Sorting Britain: The Power of Postcodes

Chris Taft

SORTING BRITAIN: THE POWER OF POSTCODES

The Postal Museum Exhibition © The Postal Museum

In March 2022, The Postal Museum opened its new exhibition Sorting Britain: The Power of Postcodes. The show celebrates the story of the postcode and the huge impact it has on people’s daily lives, from the price of your house, your car insurance premium and what takeaway food is available to you, to the range of healthcare you can get. It was, however, developed in the mid-20th century merely to help sort and process the post. The exhibition addresses two key questions: Why do you have a postcode, and What does your postcode say about you?

Chris Taft, Head of Collections at The Postal Museum shares some of the key highlights of the Exhibition:

An often-asked question is simply how does the postcode work? What do all the letters and numbers mean? Is it an indication of the distance of the post office, the proximity to the town centre or some big secret code? The exhibition introduces the postcode and explains exactly how it works and what each part means. Using the Museum’s own postcode as an example and a series of maps, the exhibition breaks down the outward and inward parts of the code, showing that WC1X takes letters and parcels to the relevant local delivery office, in the Museum’s case at Mount Pleasant, and the latter inward code 0DA is used by the delivery office to sort the mail to relevant delivery round.

The modern postcode, however, has its origins much earlier. In the 1850s, London was divided down into a series of districts that are still used today, such as N, SE and EC. These districts once each had their own district offices. Displayed for the first time in the Museum are some of the early maps that show these early divisions.

The reason why locations are divided into districts – and why eventually postcodes came into being – is highlighted in the show with some examples of very early letters, some from the Museum’s own collection and some kindly loaned by a collector. The letters displayed show the variety of addresses used and perhaps give an insight into why some form of standardisation was needed in the first place.

Visitors to the exhibition will be able to try their hand at sorting post for themselves, on an original wooden sorting frame. This will give an insight into just how slow a process it could be and why as volumes of mail went up machines were trialled to try and speed up the process.

Mount Pleasant Sorting Office Letter sorting by women c.1914 © Royal Mail Group, courtesy of The Postal Museum

The first sorting machine used by the General Post Office (GPO) was a Dutch-made machine called the Transorma. This huge and very noisy machine was installed in Brighton in the late 1920s, and despite being heralded as the solution to all sorts of problems it never really lived up to the promise. Very little of this machine survives but on display in the exhibition will be the original manufacturer’s plate, along with the only known surviving examples of the operator’s identification keys, known as idents.

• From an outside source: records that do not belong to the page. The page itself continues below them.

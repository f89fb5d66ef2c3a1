use crate::types::LegacyLightId;

/// All error types that can occur when resolving and toggling lights.
#[derive(Debug, thiserror::Error)]
pub enum Error {
    /// Failed to read the configuration file from disk.
    #[error("read config file {path:?}: {err:?}")]
    ConfigRead { path: String, err: std::io::Error },

    /// The configuration file is not valid JSON.
    #[error("decode config file {path:?}: {err:?}")]
    ConfigDecode {
        path: String,
        err: serde_json::Error,
    },

    /// No application key is configured.
    #[error("hueUser is required")]
    MissingUser,

    /// The configured listen port is outside the usable range.
    #[error("serverPort must be between 1 and 65535")]
    PortOutOfRange,

    /// Bridge discovery returned no usable bridge.
    #[error("discovered no bridge with a usable address")]
    NoBridgeFound,

    /// An HTTP request to the bridge (or the discovery endpoint) failed.
    #[error("http {action} error: {err:?}")]
    Http { action: String, err: reqwest::Error },

    /// The bridge answered with its own error descriptions.
    #[error("bridge api error: {0}")]
    Api(String),

    /// The requested room name is empty, too long, or contains a slash.
    #[error("given group name is not valid")]
    InvalidRoomName,

    /// The requested light id is not a positive integer.
    #[error("given light id is not valid")]
    InvalidLightId,

    /// No room with the given name exists on the bridge.
    #[error("no room with name {0:?} found")]
    RoomNotFound(String),

    /// No light carries the given legacy id.
    #[error("light with id {0} not found")]
    LightNotFound(LegacyLightId),

    /// The room exists but exposes no grouped light to switch.
    #[error("group has no grouped_light service")]
    NoGroupedLight,

    /// Attempted to send an update with no attributes set.
    #[error("invalid update; no attributes set")]
    NoAttribute,

    /// Failed to bind or serve the HTTP listener.
    #[error("server {action} error: {err:?}")]
    Server { action: String, err: std::io::Error },
}

impl Error {
    /// Create a new config read error
    pub fn config_read(path: &str, err: std::io::Error) -> Self {
        Error::ConfigRead {
            path: path.to_string(),
            err,
        }
    }

    /// Create a new config decode error
    pub fn config_decode(path: &str, err: serde_json::Error) -> Self {
        Error::ConfigDecode {
            path: path.to_string(),
            err,
        }
    }

    /// Create a new http error
    pub fn http(action: &str, err: reqwest::Error) -> Self {
        Error::Http {
            action: action.to_string(),
            err,
        }
    }

    /// Create a new bridge api error from the bridge's error descriptions
    pub fn api(descriptions: Vec<String>) -> Self {
        Error::Api(descriptions.join("; "))
    }

    /// Create a new room not found error
    pub fn room_not_found(name: &str) -> Self {
        Error::RoomNotFound(name.to_string())
    }

    /// Create a new server error
    pub fn server(action: &str, err: std::io::Error) -> Self {
        Error::Server {
            action: action.to_string(),
            err,
        }
    }
}

/// Hacky implementation of PartialEq for testing
#[cfg(test)]
impl PartialEq for Error {
    fn eq(&self, other: &Self) -> bool {
        self.to_string() == other.to_string()
    }
}
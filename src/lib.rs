//! # hue_toggle_rs
//!
//! An HTTP toggle service for Philips Hue lights, backed by the bridge's
//! CLIP v2 REST API.
//!
//! This crate exposes **one-call toggle endpoints**: a single GET or POST flips
//! a light or a whole room between on and off. The server reads the current
//! state from the bridge and writes back the opposite, so callers never need to
//! track state themselves. It is meant to run on your LAN and be driven by
//! shortcuts or automation rules that can only fire a plain HTTP request.
//!
//! ## Quick Start
//!
//! ```ignore
//! use hue_toggle_rs::{Config, HueClient, LightingService};
//!
//! #[tokio::main]
//! async fn main() -> Result<(), hue_toggle_rs::Error> {
//!     // Read config.json, find the bridge, and verify the application key
//!     let config = Config::load("config.json")?;
//!     let client = HueClient::connect(&config).await?;
//!
//!     let service = LightingService::new(client, config.restore_previous_light_state);
//!     hue_toggle_rs::server::serve(service, config.port()).await
//! }
//! ```
//!
//! ## Features
//!
//! - **Light Toggle**: flip a single light addressed by its legacy numeric id
//!   with [`LegacyLightId`]
//! - **Room Toggle**: flip every light in a room at once through the room's
//!   grouped light service
//! - **Turn-on Brightness**: lights come on at full [`Brightness`] unless the
//!   service is configured to keep the previous level
//! - **Listings**: JSON views of rooms and lights plus an HTML status page
//!   with ready-made toggle URLs
//! - **Discovery**: find the bridge on your network with [`discover_bridges`]
//!
//! ## Communication
//!
//! All communication with the bridge happens over HTTPS against the CLIP v2
//! resource API, authenticated with the `hue-application-key` header. Bridges
//! present a self-signed certificate, so certificate verification is skipped
//! for the bridge connection. An application key is created by pressing the
//! bridge's link button and registering through the v1 API.

mod client;
mod config;
mod discovery;
mod errors;
mod payload;
mod resolver;
mod resources;
pub mod server;
mod service;
mod toggle;
mod types;

#[cfg(test)]
mod testing;

// Re-export public API
pub use client::{BridgeClient, HueClient};
pub use config::Config;
pub use discovery::{DiscoveredBridge, discover_bridges};
pub use errors::Error;
pub use payload::{GroupedLightPut, LightPut};
pub use resolver::{Group, LightEntry, Resolver};
pub use resources::{
    DeviceGet, Dimming, GroupedLightGet, LightGet, Metadata, On, ResourceIdentifier, ResourceType,
    RoomGet,
};
pub use service::LightingService;
pub use toggle::ToggleEngine;
pub use types::{Brightness, LegacyLightId};
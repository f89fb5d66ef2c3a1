//! Resource types read from the bridge's CLIP v2 API.

use serde::{Deserialize, Serialize};
use strum_macros::Display;
use uuid::Uuid;

use crate::types::LegacyLightId;

/// Kinds of bridge resources this crate acts on.
///
/// The display form matches the path segment the v2 API uses for the
/// resource kind (e.g. `grouped_light`).
#[derive(Debug, Display, Serialize, Deserialize, Clone, Copy, PartialEq, Eq)]
#[serde(rename_all = "snake_case")]
#[strum(serialize_all = "snake_case")]
pub enum ResourceType {
    Light,
    Room,
    Device,
    GroupedLight,
    BridgeHome,
    /// Any resource kind this crate does not act on.
    #[serde(other)]
    Unknown,
}

/// Reference to another resource, as embedded in `children` and `services`.
#[derive(Debug, Serialize, Deserialize, Clone, Copy, PartialEq, Eq)]
pub struct ResourceIdentifier {
    pub rid: Uuid,
    pub rtype: ResourceType,
}

/// Human-facing metadata attached to most resources.
#[derive(Debug, Serialize, Deserialize, Clone)]
pub struct Metadata {
    #[serde(default)]
    pub name: Option<String>,
}

/// On/off state fragment, shared by reads and updates.
#[derive(Debug, Serialize, Deserialize, Clone, Copy, PartialEq, Eq)]
pub struct On {
    pub on: bool,
}

/// Dimming state fragment, shared by reads and updates.
#[derive(Debug, Serialize, Deserialize, Clone, Copy, PartialEq)]
pub struct Dimming {
    pub brightness: f64,
}

/// A light resource as reported by the bridge.
#[derive(Debug, Serialize, Deserialize, Clone)]
pub struct LightGet {
    pub id: Uuid,
    #[serde(default)]
    pub id_v1: Option<String>,
    #[serde(default)]
    pub metadata: Option<Metadata>,
    #[serde(default)]
    pub on: Option<On>,
    #[serde(default)]
    pub dimming: Option<Dimming>,
}

impl LightGet {
    /// Display name, or an empty string when the bridge reports none.
    pub fn name(&self) -> &str {
        self.metadata
            .as_ref()
            .and_then(|metadata| metadata.name.as_deref())
            .unwrap_or("")
    }

    /// Whether the light is currently on. Missing state counts as off.
    pub fn is_on(&self) -> bool {
        self.on.is_some_and(|on| on.on)
    }

    /// The legacy v1 id, when the bridge still reports a mappable one.
    pub fn legacy_id(&self) -> Option<LegacyLightId> {
        self.id_v1.as_deref().and_then(LegacyLightId::from_id_v1)
    }
}

/// A room resource as reported by the bridge.
#[derive(Debug, Serialize, Deserialize, Clone)]
pub struct RoomGet {
    pub id: Uuid,
    #[serde(default)]
    pub id_v1: Option<String>,
    #[serde(default)]
    pub children: Vec<ResourceIdentifier>,
    #[serde(default)]
    pub services: Vec<ResourceIdentifier>,
    #[serde(default)]
    pub metadata: Option<Metadata>,
}

impl RoomGet {
    /// Display name, or an empty string when the bridge reports none.
    pub fn name(&self) -> &str {
        self.metadata
            .as_ref()
            .and_then(|metadata| metadata.name.as_deref())
            .unwrap_or("")
    }

    /// The room's grouped light service, when it exposes one.
    pub fn grouped_light_id(&self) -> Option<Uuid> {
        self.services
            .iter()
            .find(|service| service.rtype == ResourceType::GroupedLight)
            .map(|service| service.rid)
    }
}

/// A device resource as reported by the bridge.
#[derive(Debug, Serialize, Deserialize, Clone)]
pub struct DeviceGet {
    pub id: Uuid,
    #[serde(default)]
    pub services: Vec<ResourceIdentifier>,
}

impl DeviceGet {
    /// Ids of the light services this device exposes.
    pub fn light_service_ids(&self) -> Vec<Uuid> {
        self.services
            .iter()
            .filter(|service| service.rtype == ResourceType::Light)
            .map(|service| service.rid)
            .collect()
    }
}

/// A grouped light resource, switching all lights of a room as one unit.
#[derive(Debug, Serialize, Deserialize, Clone)]
pub struct GroupedLightGet {
    pub id: Uuid,
    #[serde(default)]
    pub id_v1: Option<String>,
    #[serde(default)]
    pub on: Option<On>,
}

impl GroupedLightGet {
    /// Whether any light in the group is currently on.
    pub fn is_on(&self) -> bool {
        self.on.is_some_and(|on| on.on)
    }
}

#[cfg(test)]
mod tests {
    use super::*;
    use serde_json::json;

    #[test]
    fn test_light_from_json() {
        let light: LightGet = serde_json::from_value(json!({
            "id": "7f2a4e5b-1111-4222-8333-444455556666",
            "id_v1": "/lights/7",
            "type": "light",
            "metadata": { "name": "Desk", "archetype": "sultan_bulb" },
            "on": { "on": true },
            "dimming": { "brightness": 58.27, "min_dim_level": 0.2 }
        }))
        .unwrap();

        assert_eq!(light.name(), "Desk");
        assert!(light.is_on());
        assert_eq!(light.legacy_id().map(|id| id.value()), Some(7));
    }

    #[test]
    fn test_light_missing_state_counts_as_off() {
        let light: LightGet = serde_json::from_value(json!({
            "id": "7f2a4e5b-1111-4222-8333-444455556666"
        }))
        .unwrap();

        assert!(!light.is_on());
        assert_eq!(light.name(), "");
        assert_eq!(light.legacy_id(), None);
    }

    #[test]
    fn test_light_foreign_id_v1_is_not_mappable() {
        let light: LightGet = serde_json::from_value(json!({
            "id": "7f2a4e5b-1111-4222-8333-444455556666",
            "id_v1": "/groups/3"
        }))
        .unwrap();

        assert_eq!(light.legacy_id(), None);
    }

    #[test]
    fn test_room_grouped_light_service() {
        let room: RoomGet = serde_json::from_value(json!({
            "id": "aaaaaaaa-0000-4000-8000-000000000001",
            "metadata": { "name": "Kitchen" },
            "services": [
                { "rid": "bbbbbbbb-0000-4000-8000-000000000002", "rtype": "scene" },
                { "rid": "cccccccc-0000-4000-8000-000000000003", "rtype": "grouped_light" }
            ]
        }))
        .unwrap();

        assert_eq!(room.name(), "Kitchen");
        assert_eq!(
            room.grouped_light_id(),
            Some("cccccccc-0000-4000-8000-000000000003".parse().unwrap())
        );
    }

    #[test]
    fn test_room_without_grouped_light_service() {
        let room: RoomGet = serde_json::from_value(json!({
            "id": "aaaaaaaa-0000-4000-8000-000000000001",
            "services": []
        }))
        .unwrap();

        assert_eq!(room.grouped_light_id(), None);
    }

    #[test]
    fn test_unknown_resource_type_deserializes() {
        let reference: ResourceIdentifier = serde_json::from_value(json!({
            "rid": "dddddddd-0000-4000-8000-000000000004",
            "rtype": "zigbee_connectivity"
        }))
        .unwrap();

        assert_eq!(reference.rtype, ResourceType::Unknown);
    }

    #[test]
    fn test_resource_type_path_segment() {
        assert_eq!(ResourceType::GroupedLight.to_string(), "grouped_light");
        assert_eq!(ResourceType::BridgeHome.to_string(), "bridge_home");
    }

    #[test]
    fn test_device_light_services() {
        let device: DeviceGet = serde_json::from_value(json!({
            "id": "eeeeeeee-0000-4000-8000-000000000005",
            "services": [
                { "rid": "11111111-0000-4000-8000-000000000006", "rtype": "light" },
                { "rid": "22222222-0000-4000-8000-000000000007", "rtype": "device_power" },
                { "rid": "33333333-0000-4000-8000-000000000008", "rtype": "light" }
            ]
        }))
        .unwrap();

        let ids = device.light_service_ids();
        assert_eq!(ids.len(), 2);
    }
}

Developing new technology and researching how modern developments could help all aspects of the postal operation became an important part of what the Post Office’s research team did. In the 1920s lots of experiments were taking place and a new research centre was required, away from the noise and limited space of Central London. Dollis Hill, in North-West London, was identified as a suitable site for this new research centre. The First World War delayed the build of the new facility but eventually the main building was completed and officially opened in 1933 by the Prime Minister. The official programme from the opening is on display, alongside some of the early building plans.

Dollis Hill Research Station 1935 © Royal Mail Group, courtesy of The Postal Museum

While the research coming out of Dollis Hill was undoubtedly important, the people carrying this out were what made it all possible. The show celebrates just some of those people, including Dame Stephanie Shirley CH who arrived at Dollis Hill and managed to overcome many barriers, including sexism, to establish her career and be involved in work on the Premium Bond number-generating machine, known as ERNIE. The head of the research centre, Sir Gordon Radley, drove much of this change through his own enquiring mind and willingness to take risks and trial new things. Without someone like Radley much of this development may never have happened.

Working alongside Dame Stephanie and Sir Gordon at Dollis Hill was the hugely talented Tommy Flowers. Flowers was an electrical engineer working for the GPO in the Signalling and Circuit laboratory. During the Second World War his skills as an electrical engineer were requested by Alan Turing at Bletchley Park who wanted Flowers to help with developing machines to crack the German secret codes. Flowers developed Colossus, the world’s first programmable computer, at Dollis Hill and then built it at Bletchley Park to help break the codes. The technology behind the incredible machine then helped drive the development of postal machinery in the years that followed.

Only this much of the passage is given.